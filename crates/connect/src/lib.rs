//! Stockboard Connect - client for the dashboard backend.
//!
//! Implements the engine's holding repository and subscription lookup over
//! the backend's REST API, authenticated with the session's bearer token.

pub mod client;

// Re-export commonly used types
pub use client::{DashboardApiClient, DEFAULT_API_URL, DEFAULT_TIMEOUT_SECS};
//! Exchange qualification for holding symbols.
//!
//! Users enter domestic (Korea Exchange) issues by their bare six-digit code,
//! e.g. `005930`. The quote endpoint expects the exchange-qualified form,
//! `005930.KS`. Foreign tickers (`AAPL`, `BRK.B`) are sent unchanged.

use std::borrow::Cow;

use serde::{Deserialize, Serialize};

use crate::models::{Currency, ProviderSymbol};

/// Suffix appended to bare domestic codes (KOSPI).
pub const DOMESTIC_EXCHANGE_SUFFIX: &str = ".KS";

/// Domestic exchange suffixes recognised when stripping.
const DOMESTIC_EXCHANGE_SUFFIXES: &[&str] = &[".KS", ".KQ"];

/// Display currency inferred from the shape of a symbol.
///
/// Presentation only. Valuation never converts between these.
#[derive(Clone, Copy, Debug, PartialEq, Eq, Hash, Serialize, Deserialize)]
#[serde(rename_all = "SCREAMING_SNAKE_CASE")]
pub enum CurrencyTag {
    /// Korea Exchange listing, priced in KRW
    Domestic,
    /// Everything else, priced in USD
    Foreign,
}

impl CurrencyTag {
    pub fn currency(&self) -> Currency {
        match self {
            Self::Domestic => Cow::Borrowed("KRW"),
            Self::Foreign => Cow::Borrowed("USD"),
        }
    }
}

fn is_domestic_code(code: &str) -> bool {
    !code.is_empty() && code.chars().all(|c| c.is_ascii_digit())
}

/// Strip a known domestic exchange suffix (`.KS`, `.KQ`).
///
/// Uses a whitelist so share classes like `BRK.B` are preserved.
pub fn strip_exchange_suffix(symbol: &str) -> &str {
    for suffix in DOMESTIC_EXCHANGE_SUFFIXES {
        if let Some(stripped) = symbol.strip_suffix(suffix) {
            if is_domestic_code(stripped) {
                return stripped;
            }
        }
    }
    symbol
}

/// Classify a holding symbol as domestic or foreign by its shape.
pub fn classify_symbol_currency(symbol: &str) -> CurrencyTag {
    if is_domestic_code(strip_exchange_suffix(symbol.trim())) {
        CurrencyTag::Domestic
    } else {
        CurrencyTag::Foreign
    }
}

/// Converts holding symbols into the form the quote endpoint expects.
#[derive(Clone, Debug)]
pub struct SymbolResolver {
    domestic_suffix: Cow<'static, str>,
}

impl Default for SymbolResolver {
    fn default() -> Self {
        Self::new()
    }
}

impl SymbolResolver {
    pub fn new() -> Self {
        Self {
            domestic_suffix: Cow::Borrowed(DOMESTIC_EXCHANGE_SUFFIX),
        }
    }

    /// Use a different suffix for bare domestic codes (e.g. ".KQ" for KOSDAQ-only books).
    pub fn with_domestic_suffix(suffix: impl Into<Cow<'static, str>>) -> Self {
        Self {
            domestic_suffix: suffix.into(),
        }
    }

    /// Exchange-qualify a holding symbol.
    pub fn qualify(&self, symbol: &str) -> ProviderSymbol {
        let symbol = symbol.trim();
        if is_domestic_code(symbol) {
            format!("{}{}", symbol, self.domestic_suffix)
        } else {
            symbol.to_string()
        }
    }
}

▶ _Problem requirements_:
Here the job is to set down exactly the lines of the material above that fall between the one with "pub fn currency(&self)" and the one with "if let Some(stripped)", inclusive, and nothing beyond them.

▶ _Task solution_:
    pub fn currency(&self) -> Currency {
        match self {
            Self::Domestic => Cow::Borrowed("KRW"),
            Self::Foreign => Cow::Borrowed("USD"),
        }
    }
}

fn is_domestic_code(code: &str) -> bool {
    !code.is_empty() && code.chars().all(|c| c.is_ascii_digit())
}

/// Strip a known domestic exchange suffix (`.KS`, `.KQ`).
///
/// Uses a whitelist so share classes like `BRK.B` are preserved.
pub fn strip_exchange_suffix(symbol: &str) -> &str {
    for suffix in DOMESTIC_EXCHANGE_SUFFIXES {
        if let Some(stripped) = symbol.strip_suffix(suffix) {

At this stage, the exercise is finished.